I have an Azure Service Bus queue with 236 messages in the dead-letter sub-queue. I know this because the Azure Portal and Service Bus Explorer show me that number.

I wrote the following in LINQPad to retrieve all 236 messages and examine them. However it only ever returns 136 of the 236 messages.

I'm using v5.1.0 of the Microsoft.Azure.ServiceBus nuget package.

Any thoughts as to why I'm not getting all 236 messages?

const string queueName = "the-queue-name";
const string serviceBusConnectionString = "Endpoint=...";

var receiver = new MessageReceiver(serviceBusConnectionString, EntityNameHelper.FormatDeadLetterPath(queueName));
var receivedMessages = await receiver.PeekAsync(300);

Console.WriteLine($"Received [{receivedMessages.Count()}] dead-letters");
2

2 Answers

2
votes

There may be two reasons for the Peek operation to not retrieve exact count you specififed:

One reason is that the aggregated size of the collection of messages exceeds the maximum size of 256 KB. Another reason is that if the queue or topic has the EnablePartitioning property set to true, a partition may not have enough messages to complete the requested number of messages.

So generally what I would suggest you is to use Peek operation repeatedly, probably using a loop. Say you received 136 out of 236 messages when you performed PeekAsync(236). In this case, you will have to note down the count you have actually received and call the PeekAsync(236 - returned count), which has the parameter with the subtracted value. returned count should be incremented everytime you get the result.

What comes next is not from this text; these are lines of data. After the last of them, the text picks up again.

//! Wire-level decoding for the OpenStreetMap PBF format.
//!
//! This crate owns the raw byte layer: LEB128 varints, zigzag mapping,
//! a cursor-based protobuf field reader, and hand-decoded structs for
//! the OSMPBF message family (`BlobHeader`/`Blob` envelopes plus the
//! `HeaderBlock`/`PrimitiveBlock` payloads). It has no opinion about
//! threading, compression, or entity semantics — that lives in
//! `osmpipe-decoder`.

#![warn(clippy::pedantic)]
#![allow(clippy::cast_possible_truncation, clippy::cast_sign_loss, clippy::cast_possible_wrap)]

pub mod error;
pub mod field;
pub mod fileformat;
pub mod osmformat;
pub mod varint;

pub use error::WireError;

The client object that you are using remembers the last peeked sequence number and then it continues to retrieve the next set of messages. This way you can retrieve all the messages.

1
votes

Peeking messages is never guaranteed to retrieve exactly the number of the messages you've requested. That's the maximum number of messages you'll get back. In the latest SDK (version 7) the parameter passed into PeekMessagesAsync method is called maxMessages and is documented as:

The maximum number of messages that will be fetched.

A common solution is indeed to loop until you get the desired number of messages or operate on the batches of different sizes if the code allows that.